= Nancy Tait =

British health and safety activist

Nancy Tait (February 12, 1920 - February 13, 2009), born in Enfield, London was a health and safety activist and campaigner who sought to raise awareness of the health risks associated with exposure to asbestos.

==Early life==
Nancy Tait was born Nancy Clark on 12 February 1920. Her father was a compositor, and she was educated at Enfield County School, a girls' grammar school. She then worked for the Civil Service. During the Second World War she was assigned to the Post Office. While working there she met her future husband William Ashton Tait. They married in 1943 and had a son, John, by the end of the war. After the war she worked variously as a teacher, at the Patent Office, and as an administrator at London University.

==Motivation for Activism==
Her husband Bill continued to work for the Post Office after the war. In 1968 he died of pleural mesothelioma. The link between asbestos and mesothelioma had only been recently established at the time, and Bill had not worked directly with the compound, though he had been exposed to it. The Post Office did not accept that he had acquired an industrial disease as a result of his work, and refused to accept liability for the condition that led to his death.

Following her husband's death, Nancy began a campaign to seek recognition that he died of an industrial disease. Over the following forty years this campaign broadened to cover other diseases and conditions caused by working conditions. She became an expert in asbestos-related diseases, and lobbied continuously for better treatment for sufferers and legal acknowledgement of liabilities incurred by employers who had exposed their staff to asbestos. She represented the families of asbestos victims at inquests and in appeals against the DHSS's refusal to meet claims for industrial disablement benefit.

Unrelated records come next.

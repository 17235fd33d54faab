//! The local console: answers simple queries on routes backed by local
//! storage. Replies are produced as one frame batch and handed back through
//! a single-shot channel.

use std::sync::Arc;

use bytes::{BufMut, BytesMut};
use log::{debug, error};
use tokio::sync::oneshot;

use crate::client::ClientId;
use crate::config::VERSION;
use crate::errors::Error;
use crate::messages::constants::FEATURE_NOT_SUPPORTED;
use crate::messages::{
    command_complete, data_row, error_message, query_text, ready_for_query, row_description,
};
use crate::router::Router;

/// Answer one console query. The reply batch is delivered through `reply`;
/// an `Err` means the request could not be parsed at all.
pub fn request(
    router: &Arc<Router>,
    client_id: ClientId,
    reply: oneshot::Sender<BytesMut>,
    message: &BytesMut,
) -> Result<(), Error> {
    let Some(sql) = query_text(message) else {
        return Err(Error::ProtocolSync("unreadable console query".into()));
    };

    debug!("[{client_id}] console: {sql}");

    let query = sql.trim().trim_end_matches(';').trim();
    let parts: Vec<&str> = query.split_whitespace().collect();

    let batch = match parts.first().map(|part| part.to_ascii_uppercase()) {
        Some(ref command) if command == "SHOW" => show(router, &parts),
        Some(ref command) if command == "KILL" => kill(router, client_id, &parts),
        _ => unsupported(client_id, query),
    };

    let _ = reply.send(batch);
    Ok(())
}

fn show(router: &Arc<Router>, parts: &[&str]) -> BytesMut {
    let subcommand = parts.get(1).map(|part| part.to_ascii_uppercase());

    match subcommand.as_deref() {
        Some("VERSION") => {
            let mut batch = row_description(&["version"]);
            batch.put(data_row(&[format!("pg_usher {VERSION}")]));
            batch.put(command_complete("SHOW"));
            batch.put(ready_for_query(false));
            batch
        }

        Some("POOLS") => {
            let mut batch = row_description(&[
                "database", "user", "pool_mode", "storage", "idle", "leased", "clients",
            ]);
            for route in router.routes() {
                batch.put(data_row(&[
                    route.database.clone(),
                    route.username.clone(),
                    route.pool_mode.to_string(),
                    route.storage.to_string(),
                    route.idle_servers().to_string(),
                    route.leased_servers().to_string(),
                    route.client_count().to_string(),
                ]));
            }
            batch.put(command_complete("SHOW"));
            batch.put(ready_for_query(false));
            batch
        }

        Some("CLIENTS") => {
            let mut batch = row_description(&["client"]);
            for id in router.client_ids() {
                batch.put(data_row(&[id.to_string()]));
            }
            batch.put(command_complete("SHOW"));
            batch.put(ready_for_query(false));
            batch
        }

        Some("STATS") => {
            let mut batch = row_description(&[
                "database",
                "user",
                "queries",
                "query_time_us",
                "recv_client",
                "recv_server",
            ]);
            for route in router.routes() {
                batch.put(data_row(&[
                    route.database.clone(),
                    route.username.clone(),
                    route.stats.total_queries().to_string(),
                    route.stats.total_query_time_us().to_string(),
                    route.stats.total_recv_client().to_string(),
                    route.stats.total_recv_server().to_string(),
                ]));
            }
            batch.put(command_complete("SHOW"));
            batch.put(ready_for_query(false));
            batch
        }

        _ => {
            error!("unsupported console SHOW subcommand: {parts:?}");
            let mut batch = error_message(
                "unsupported SHOW command, try VERSION, POOLS, CLIENTS or STATS",
                FEATURE_NOT_SUPPORTED,
            );
            batch.put(ready_for_query(false));
            batch
        }
    }
}

fn kill(router: &Arc<Router>, client_id: ClientId, parts: &[&str]) -> BytesMut {
    let target = parts.get(1).and_then(|part| part.parse::<ClientId>().ok());

    match target {
        Some(target) if router.kill(target) => {
            let mut batch = command_complete("KILL");
            batch.put(ready_for_query(false));
            batch
        }
        _ => {
            let text = format!("pg_usher: {client_id}: no such client");
            let mut batch = error_message(&text, FEATURE_NOT_SUPPORTED);
            batch.put(ready_for_query(false));
            batch
        }
    }
}

fn unsupported(client_id: ClientId, query: &str) -> BytesMut {
    error!("[{client_id}] unsupported console command: {query}");
    let text = format!("pg_usher: {client_id}: unsupported command");
    let mut batch = error_message(&text, FEATURE_NOT_SUPPORTED);
    batch.put(ready_for_query(false));
    batch
}

#[cfg(test)]
mod tests {
    use super::*;
    use crate::config;
    use crate::messages::simple_query;

    fn console_router() -> Arc<Router> {
        let cfg = config::parse(
            r#"
[pools.console]
storage_type = "local"
pool_mode = "session"
users = [ { username = "admin", auth = "trust" } ]
"#,
        )
        .unwrap();
        config::set_config(cfg.clone());
        Arc::new(Router::from_config(&cfg))
    }

    fn run(router: &Arc<Router>, sql: &str) -> BytesMut {
        let (tx, mut rx) = oneshot::channel();
        request(router, ClientId::generate(), tx, &simple_query(sql)).unwrap();
        rx.try_recv().unwrap()
    }

    #[test]
    fn show_version_is_a_one_row_result() {
        let router = console_router();
        let batch = run(&router, "SHOW VERSION;");

        // RowDescription first, ReadyForQuery(idle) last.
        assert_eq!(batch[0], b'T');
        assert!(String::from_utf8_lossy(&batch).contains("pg_usher"));
        assert_eq!(batch[batch.len() - 6], b'Z');
        assert_eq!(batch[batch.len() - 1], b'I');
    }

    #[test]
    fn show_pools_lists_routes() {
        let router = console_router();
        let batch = run(&router, "show pools");
        let body = String::from_utf8_lossy(&batch);
        assert!(body.contains("console"));
        assert!(body.contains("admin"));
        assert!(body.contains("session"));
    }

    #[test]
    fn show_stats_reports_route_counters() {
        let router = console_router();
        let route = router.route("console", "admin").unwrap();
        route.stats.recv_client(4096);
        route.stats.query(1234);

        let batch = run(&router, "SHOW STATS");
        let body = String::from_utf8_lossy(&batch);
        assert!(body.contains("1234"));
        assert!(body.contains("4096"));
    }

    #[test]
    fn unknown_commands_get_an_error_and_fresh_ready() {
        let router = console_router();
        let batch = run(&router, "DROP TABLE users");
        assert_eq!(batch[0], b'E');
        assert_eq!(batch[batch.len() - 6], b'Z');
    }

    #[test]
    fn kill_reaches_a_registered_session() {
        let router = console_router();
        let victim = ClientId::generate();
        let (tx, mut rx) = tokio::sync::mpsc::channel(1);
        router.register_kill(victim, tx);

        let batch = run(&router, &format!("KILL {victim}"));
        assert_eq!(batch[0], b'C');
        assert_eq!(
            rx.try_recv().unwrap(),
            crate::client::ControlOp::Kill
        );

        let batch = run(&router, "KILL c0000000000000000");
        assert_eq!(batch[0], b'E');
    }
}
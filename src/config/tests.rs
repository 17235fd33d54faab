use super::*;

const MINIMAL: &str = r#"
[general]
port = 6433

[pools.shop]
server_host = "10.0.0.1"
users = [
    { username = "app", auth = "md5", password = "hunter2" },
]
"#;

#[test]
fn minimal_config_parses_with_defaults() {
    let config = parse(MINIMAL).unwrap();

    assert_eq!(config.general.port, 6433);
    assert_eq!(config.general.host, "0.0.0.0");
    assert_eq!(config.general.packet_write_queue, 8192);
    assert!(config.general.log_session);
    assert!(!config.general.tls_enabled());

    let pool = config.pools.get("shop").unwrap();
    assert_eq!(pool.pool_mode, PoolMode::Transaction);
    assert_eq!(pool.storage_type, StorageType::Remote);
    assert_eq!(pool.server_host, "10.0.0.1");
    assert_eq!(pool.server_port, 5432);
    assert!(!pool.client_fwd_error);
    assert_eq!(pool.users[0].auth, AuthMethod::Md5);
}

#[test]
fn session_mode_and_local_storage_parse() {
    let config = parse(
        r#"
[pools.console]
pool_mode = "session"
storage_type = "local"
users = [ { username = "admin", auth = "trust" } ]
"#,
    )
    .unwrap();

    let pool = config.pools.get("console").unwrap();
    assert_eq!(pool.pool_mode, PoolMode::Session);
    assert_eq!(pool.storage_type, StorageType::Local);
}

#[test]
fn empty_config_is_rejected() {
    assert!(parse("").is_err());
}

#[test]
fn missing_password_with_md5_is_rejected() {
    let err = parse(
        r#"
[pools.shop]
users = [ { username = "app", auth = "md5" } ]
"#,
    )
    .unwrap_err();
    assert!(err.to_string().contains("no password"));
}

#[test]
fn duplicate_users_are_rejected() {
    let err = parse(
        r#"
[pools.shop]
users = [
    { username = "app", auth = "trust" },
    { username = "app", auth = "trust" },
]
"#,
    )
    .unwrap_err();
    assert!(err.to_string().contains("duplicate"));
}

#[test]
fn lone_tls_cert_is_rejected() {
    let err = parse(
        r#"
[general]
tls_cert_file = "server.pem"

[pools.shop]
users = [ { username = "app", auth = "trust" } ]
"#,
    )
    .unwrap_err();
    assert!(err.to_string().contains("tls"));
}

#[test]
fn server_credentials_fall_back() {
    let user = User {
        username: "app".into(),
        auth: AuthMethod::Md5,
        password: Some("pw".into()),
        server_username: None,
        server_password: None,
    };
    assert_eq!(user.server_credentials(), ("app", Some("pw")));

    let mapped = User {
        server_username: Some("svc".into()),
        server_password: Some("spw".into()),
        ..user
    };
    assert_eq!(mapped.server_credentials(), ("svc", Some("spw")));
}
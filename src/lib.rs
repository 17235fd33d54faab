pub mod app;
pub mod auth;
pub mod client;
pub mod config;
pub mod console;
pub mod errors;
pub mod messages;
pub mod router;
pub mod server;
pub mod stats;

/// Render a session or connection lifetime as `Nd HH:MM:SS.mmm` for log
/// lines.
pub fn format_duration(duration: &chrono::Duration) -> String {
    let total_ms = duration.num_milliseconds().max(0);

    let ms = total_ms % 1000;
    let seconds = (total_ms / 1000) % 60;
    let minutes = (total_ms / 60_000) % 60;
    let hours = (total_ms / 3_600_000) % 24;
    let days = total_ms / 86_400_000;

    format!("{days}d {hours:02}:{minutes:02}:{seconds:02}.{ms:03}")
}
// Attach/deploy coordination: lease a server, make sure it is live and
// connected, and configure it for this session.

use log::{debug, info};
use tokio::io::{AsyncRead, AsyncWrite};

use crate::router::CancelTarget;

use super::core::{Client, SessionOutcome};

impl<S> Client<S>
where
    S: AsyncRead + AsyncWrite + std::marker::Unpin,
{
    /// Lease a server from the route pool and make sure it has a live
    /// upstream connection. A pooled socket that died since its last release
    /// is closed and the attach silently retried; the replacement slot gets
    /// a freshly connected socket or surfaces the connect failure.
    pub(crate) async fn attach(&mut self, context: &str) -> Result<(), SessionOutcome> {
        let route = self.route().clone();

        loop {
            let mut lease = match self.router.attach(&route).await {
                Ok(lease) => lease,
                Err(_) => return Err(SessionOutcome::AttachFailed),
            };

            if lease.server.has_stream() {
                if lease.server.is_closed() {
                    info!(
                        "[{}] {context}: server {} disconnected, close connection and retry attach",
                        self.id, lease.server.id
                    );
                    self.router.close(self.key, lease);
                    continue;
                }
            } else if let Err(err) = lease.server.connect(&route).await {
                info!(
                    "[{}] {context}: connecting server {} failed: {err}",
                    self.id, lease.server.id
                );
                // Cleanup needs the lease: it closes the connection and may
                // forward the stored startup error.
                self.server = Some(lease);
                return Err(SessionOutcome::ServerConnectFailed);
            }

            self.router.register_cancel(
                self.key,
                CancelTarget {
                    host: route.server_host.clone(),
                    port: route.server_port,
                    process_id: lease.server.process_id,
                    secret_key: lease.server.secret_key,
                },
            );

            debug!("[{}] {context}: attached to {}", self.id, lease.server.id);
            self.server = Some(lease);
            return Ok(());
        }
    }

    /// Attach and reconfigure the server for this session. A warm reuse by
    /// the same session skips the deploy entirely.
    pub(crate) async fn attach_and_deploy(&mut self) -> Result<(), SessionOutcome> {
        self.attach("main").await?;

        let id = self.id;
        let lease = self.server.as_mut().expect("attach set the lease");

        if lease.server.last_client_id == Some(id) {
            debug!(
                "[{id}] previously owned, no need to reconfigure {}",
                lease.server.id
            );
            lease.server.deploy_sync = 0;
        } else {
            let count = match lease.server.deploy(&self.params).await {
                Ok(count) => count,
                Err(_) => return Err(SessionOutcome::ServerWriteFailed),
            };
            lease.server.deploy_sync = count;
            lease.server.last_client_id = Some(id);
        }

        let pending = lease.server.deploy_sync;
        lease.server.sync_request(pending);
        Ok(())
    }
}
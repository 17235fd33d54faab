//! Configuration loading and the globally available config snapshot.

use std::collections::HashMap;
use std::sync::Arc;

use arc_swap::ArcSwap;
use log::info;
use once_cell::sync::Lazy;
use serde_derive::{Deserialize, Serialize};

use crate::errors::Error;

mod general;
mod pool;
mod user;

#[cfg(test)]
mod tests;

pub use general::General;
pub use pool::{Pool, PoolMode, StorageType};
pub use user::{AuthMethod, User};

pub const VERSION: &str = env!("CARGO_PKG_VERSION");

/// Globally available configuration.
static CONFIG: Lazy<ArcSwap<Config>> = Lazy::new(|| ArcSwap::from_pointee(Config::default()));

#[derive(Serialize, Deserialize, Debug, Clone, PartialEq, Default)]
pub struct Config {
    #[serde(default)]
    pub general: General,

    /// Routes, keyed by the database name clients connect to.
    #[serde(default)]
    pub pools: HashMap<String, Pool>,
}

impl Config {
    pub fn validate(&self) -> Result<(), Error> {
        if self.pools.is_empty() {
            return Err(Error::BadConfig("no pools configured".into()));
        }
        for (name, pool) in &self.pools {
            pool.validate(name)?;
        }
        if self.general.tls_cert_file.is_some() != self.general.tls_private_key.is_some() {
            return Err(Error::BadConfig(
                "tls_cert_file and tls_private_key must be set together".into(),
            ));
        }
        Ok(())
    }

    /// Log the effective settings, gated by `log_config`.
    pub fn show(&self) {
        if !self.general.log_config {
            return;
        }
        info!("listen: {}:{}", self.general.host, self.general.port);
        info!("worker_threads: {}", self.general.worker_threads);
        info!("max_connections: {}", self.general.max_connections);
        info!("packet_write_queue: {}", self.general.packet_write_queue);
        info!("tls: {}", self.general.tls_enabled());
        for (name, pool) in &self.pools {
            info!(
                "pool {name:?}: mode={} storage={} server={}:{} pool_size={} users={}",
                pool.pool_mode,
                pool.storage_type,
                pool.server_host,
                pool.server_port,
                pool.pool_size,
                pool.users.len(),
            );
        }
    }
}

/// Parse a config from TOML text.
pub fn parse(contents: &str) -> Result<Config, Error> {
    let config: Config = toml::from_str(contents)
        .map_err(|err| Error::BadConfig(format!("TOML parse error: {err}")))?;
    config.validate()?;
    Ok(config)
}

/// Load and validate a config file.
pub fn load(path: &str) -> Result<Config, Error> {
    let contents = std::fs::read_to_string(path)
        .map_err(|err| Error::BadConfig(format!("could not read {path:?}: {err}")))?;
    parse(&contents)
}

/// Install the config snapshot that `get_config` hands out.
pub fn set_config(config: Config) {
    CONFIG.store(Arc::new(config));
}

/// Get the current config snapshot.
pub fn get_config() -> Arc<Config> {
    CONFIG.load_full()
}
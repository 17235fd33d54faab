use log::error;
use native_tls::Identity;

use crate::config::Config;

/// Build the client-facing TLS acceptor when certificates are configured.
pub fn init_tls(config: &Config) -> Option<tokio_native_tls::TlsAcceptor> {
    let (Some(cert_file), Some(key_file)) = (
        config.general.tls_cert_file.as_ref(),
        config.general.tls_private_key.as_ref(),
    ) else {
        return None;
    };

    let cert = match std::fs::read(cert_file) {
        Ok(cert) => cert,
        Err(err) => {
            error!("Could not read {cert_file:?}: {err}");
            std::process::exit(exitcode::CONFIG);
        }
    };
    let key = match std::fs::read(key_file) {
        Ok(key) => key,
        Err(err) => {
            error!("Could not read {key_file:?}: {err}");
            std::process::exit(exitcode::CONFIG);
        }
    };

    let identity = match Identity::from_pkcs8(&cert, &key) {
        Ok(identity) => identity,
        Err(err) => {
            error!("Invalid TLS certificate or key: {err}");
            std::process::exit(exitcode::CONFIG);
        }
    };

    match native_tls::TlsAcceptor::new(identity) {
        Ok(acceptor) => Some(tokio_native_tls::TlsAcceptor::from(acceptor)),
        Err(err) => {
            error!("Could not build TLS acceptor: {err}");
            std::process::exit(exitcode::CONFIG);
        }
    }
}
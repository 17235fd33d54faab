//! Streaming reader for protocol messages.
//!
//! Large messages are handed out in chunks so a multi-megabyte query or
//! result row never has to be buffered whole. A chunk is either a full
//! message or a partial piece of one whose trailing bytes are still en
//! route; callers may only inspect the type byte on the first chunk of a
//! message.

use bytes::BytesMut;
use tokio::io::{AsyncRead, AsyncReadExt};

use crate::errors::Error;

/// Default high-water mark for a single chunk.
pub const CHUNK_BUFFER_SIZE: usize = 8192;

/// Largest message length we accept from a peer.
const MAX_MESSAGE_LEN: i32 = 256 * 1024 * 1024;

/// One piece of a protocol message read off the wire.
#[derive(Debug)]
pub struct Chunk {
    /// Raw bytes, forwarded verbatim. The first chunk of a message starts
    /// with the type byte and the 4-byte length.
    pub data: BytesMut,

    /// True when this chunk starts a new message.
    pub first: bool,

    /// True when the current message is fully buffered, i.e. this chunk is
    /// its last piece.
    pub complete: bool,
}

/// Incremental message reader with a small carry-over buffer.
///
/// All partial state lives in the struct, never in a pending future, so an
/// in-flight `read_chunk` may be dropped (e.g. by a readiness poll picking
/// another endpoint) and resumed later without losing bytes.
#[derive(Debug)]
pub struct PacketReader {
    buf: BytesMut,
    limit: usize,
    /// Bytes of the current message not yet handed out. Zero means the next
    /// bytes on the wire start a new message.
    remaining: usize,
}

impl PacketReader {
    pub fn new() -> PacketReader {
        Self::with_limit(CHUNK_BUFFER_SIZE)
    }

    pub fn with_limit(limit: usize) -> PacketReader {
        PacketReader {
            buf: BytesMut::with_capacity(limit),
            limit: limit.max(8),
            remaining: 0,
        }
    }

    /// True when no message is partially read.
    pub fn is_complete(&self) -> bool {
        self.remaining == 0
    }

    /// Read the next chunk. The first chunk of a message is emitted once the
    /// whole message is buffered or the buffer reached its high-water mark,
    /// whichever happens first.
    pub async fn read_chunk<S>(&mut self, io: &mut S) -> Result<Chunk, Error>
    where
        S: AsyncRead + std::marker::Unpin,
    {
        if self.remaining > 0 {
            return self.continuation(io).await;
        }

        loop {
            if self.buf.len() >= 5 {
                let total = self.message_len()?;

                if self.buf.len() >= total {
                    // Whole message is buffered.
                    let data = self.buf.split_to(total);
                    return Ok(Chunk {
                        data,
                        first: true,
                        complete: true,
                    });
                }

                if self.buf.len() >= self.limit {
                    // Emit what we have, the tail follows in later chunks.
                    let emitted = self.buf.len();
                    let data = self.buf.split();
                    self.remaining = total - emitted;
                    return Ok(Chunk {
                        data,
                        first: true,
                        complete: false,
                    });
                }
            }

            self.fill(io).await?;
        }
    }

    /// Read one complete message. Must not be called while a message is
    /// partially consumed through `read_chunk`.
    pub async fn read_message<S>(&mut self, io: &mut S) -> Result<BytesMut, Error>
    where
        S: AsyncRead + std::marker::Unpin,
    {
        if self.remaining > 0 {
            return Err(Error::ProtocolSync(
                "message read attempted in the middle of a chunked message".into(),
            ));
        }

        loop {
            if self.buf.len() >= 5 {
                let total = self.message_len()?;
                if self.buf.len() >= total {
                    return Ok(self.buf.split_to(total));
                }
            }
            self.fill(io).await?;
        }
    }

    async fn continuation<S>(&mut self, io: &mut S) -> Result<Chunk, Error>
    where
        S: AsyncRead + std::marker::Unpin,
    {
        if self.buf.is_empty() {
            self.fill(io).await?;
        }

        // The buffer may already hold the head of the next message.
        let take = self.buf.len().min(self.remaining);
        let data = self.buf.split_to(take);
        self.remaining -= take;

        Ok(Chunk {
            data,
            first: false,
            complete: self.remaining == 0,
        })
    }

    fn message_len(&self) -> Result<usize, Error> {
        let len = i32::from_be_bytes([self.buf[1], self.buf[2], self.buf[3], self.buf[4]]);
        if !(4..=MAX_MESSAGE_LEN).contains(&len) {
            return Err(Error::ProtocolSync(format!(
                "message '{}' has invalid length {}",
                self.buf[0] as char, len
            )));
        }
        Ok(len as usize + 1)
    }

    async fn fill<S>(&mut self, io: &mut S) -> Result<(), Error>
    where
        S: AsyncRead + std::marker::Unpin,
    {
        if self.buf.capacity() - self.buf.len() < 1024 {
            self.buf.reserve(self.limit);
        }
        let n = io.read_buf(&mut self.buf).await.map_err(Error::SocketRead)?;
        if n == 0 {
            return Err(Error::SocketRead(std::io::Error::new(
                std::io::ErrorKind::UnexpectedEof,
                "connection closed by peer",
            )));
        }
        Ok(())
    }
}

impl Default for PacketReader {
    fn default() -> Self {
        Self::new()
    }
}

#[cfg(test)]
mod tests {
    use super::*;
    use bytes::BufMut;
    use tokio::io::AsyncWriteExt;

    fn query_message(sql: &str) -> BytesMut {
        let mut bytes = BytesMut::new();
        bytes.put_u8(b'Q');
        bytes.put_i32(4 + sql.len() as i32 + 1);
        bytes.put_slice(sql.as_bytes());
        bytes.put_u8(0);
        bytes
    }

    #[tokio::test]
    async fn small_message_is_one_complete_chunk() {
        let (mut tx, mut rx) = tokio::io::duplex(1024);
        let msg = query_message("SELECT 1");
        tx.write_all(&msg).await.unwrap();

        let mut reader = PacketReader::new();
        let chunk = reader.read_chunk(&mut rx).await.unwrap();

        assert!(chunk.first);
        assert!(chunk.complete);
        assert_eq!(chunk.data[..], msg[..]);
        assert!(reader.is_complete());
    }

    #[tokio::test]
    async fn large_message_arrives_in_multiple_chunks() {
        let (mut tx, mut rx) = tokio::io::duplex(256 * 1024);
        let sql = "SELECT '".to_string() + &"x".repeat(64 * 1024) + "'";
        let msg = query_message(&sql);
        tx.write_all(&msg).await.unwrap();

        let mut reader = PacketReader::new();
        let mut collected = BytesMut::new();
        let mut firsts = 0;
        let mut chunks = 0;

        loop {
            let chunk = reader.read_chunk(&mut rx).await.unwrap();
            chunks += 1;
            if chunk.first {
                firsts += 1;
                assert_eq!(chunk.data[0], b'Q');
            }
            let done = chunk.complete;
            collected.put(chunk.data);
            if done {
                break;
            }
        }

        assert!(chunks > 1, "64KiB message must not fit one chunk");
        assert_eq!(firsts, 1, "only the head of the message is first");
        assert_eq!(collected[..], msg[..]);
        assert!(reader.is_complete());
    }

    #[tokio::test]
    async fn partial_writes_reassemble_byte_for_byte() {
        let (mut tx, mut rx) = tokio::io::duplex(1024 * 1024);
        let msg = query_message(&"y".repeat(40 * 1024));

        let msg2 = msg.clone();
        let writer = tokio::spawn(async move {
            // Dribble the message out in uneven pieces.
            for piece in msg2.chunks(7 * 1024) {
                tx.write_all(piece).await.unwrap();
                tx.flush().await.unwrap();
                tokio::task::yield_now().await;
            }
        });

        let mut reader = PacketReader::new();
        let mut collected = BytesMut::new();
        loop {
            let chunk = reader.read_chunk(&mut rx).await.unwrap();
            let done = chunk.complete;
            collected.put(chunk.data);
            if done {
                break;
            }
        }
        writer.await.unwrap();

        assert_eq!(collected[..], msg[..]);
    }

    #[tokio::test]
    async fn two_pipelined_messages_keep_boundaries() {
        let (mut tx, mut rx) = tokio::io::duplex(1024);
        let first = query_message("SELECT 1");
        let second = query_message("SELECT 2");
        tx.write_all(&first).await.unwrap();
        tx.write_all(&second).await.unwrap();

        let mut reader = PacketReader::new();
        let a = reader.read_chunk(&mut rx).await.unwrap();
        let b = reader.read_chunk(&mut rx).await.unwrap();

        assert!(a.first && a.complete);
        assert!(b.first && b.complete);
        assert_eq!(a.data[..], first[..]);
        assert_eq!(b.data[..], second[..]);
    }

    #[tokio::test]
    async fn read_message_returns_whole_frames() {
        let (mut tx, mut rx) = tokio::io::duplex(1024);
        let msg = query_message("SHOW VERSION");
        tx.write_all(&msg).await.unwrap();

        let mut reader = PacketReader::new();
        let out = reader.read_message(&mut rx).await.unwrap();
        assert_eq!(out[..], msg[..]);
    }

    #[tokio::test]
    async fn bogus_length_is_a_protocol_error() {
        let (mut tx, mut rx) = tokio::io::duplex(64);
        tx.write_all(&[b'Q', 0xff, 0xff, 0xff, 0xff]).await.unwrap();

        let mut reader = PacketReader::new();
        let err = reader.read_chunk(&mut rx).await.unwrap_err();
        assert!(matches!(err, Error::ProtocolSync(_)));
    }
}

==Writings and collaborations==

Nancy Tait taught herself about asbestos, then began to write her own asbestos literature. In 1976 she published the booklet "Asbestos Kills". This generated additional interest in her campaign, as did the award of a Churchill fellowship, which allowed her to visit a wide range of experts to collect information in support of her work. Through her diligent research skills, she became a published co-author of scientific papers on the topic of asbestos and health.

Angered by the asbestos industry's response to the rising scrutiny of the magic mineral’s safety record, Nancy Tait established an asbestos action group in 1978, the Society for the Prevention of Asbestosis and Industrial Diseases (SPAID), the first of a string of asbestos action groups and asbestos victims support groups worldwide. SPAID lobbied for tighter asbestos controls, for fairer compensation, for better death reporting and asbestos death statistics, and supported those affected by asbestos in their endeavours to claim industrial injuries benefits and/or compensation from past employers. From 1988, SPAID ran its own electron microscope laboratory, with whose aid Tait advised special medical boards on respiratory diseases and coroners on the assessment of the presence of asbestos fibres in lung tissue. The instrument was, she stated in 1999, the only bulwark against [certain medical experts’] efforts to secure verdicts of natural causes or open verdicts. From 1996 SPAID operated under the name Occupational and Environmental Diseases Association (OEDA).

Tait also collaborated with artist Conrad Atkinson on statement artworks speaking out against asbestos disease.

In addition to the Churchill fellowship, Tait was awarded an MBE in 1996 and an honorary doctorate from Southampton University in 1999. In 2005 the Institution of Occupational Safety and Health awarded her the Sypol Lifetime Achievement Award. She died on 13 February 2009; she was survived by a son, a sister and a brother.

The extensive OEDA archive is deposited with the University of Strathclyde.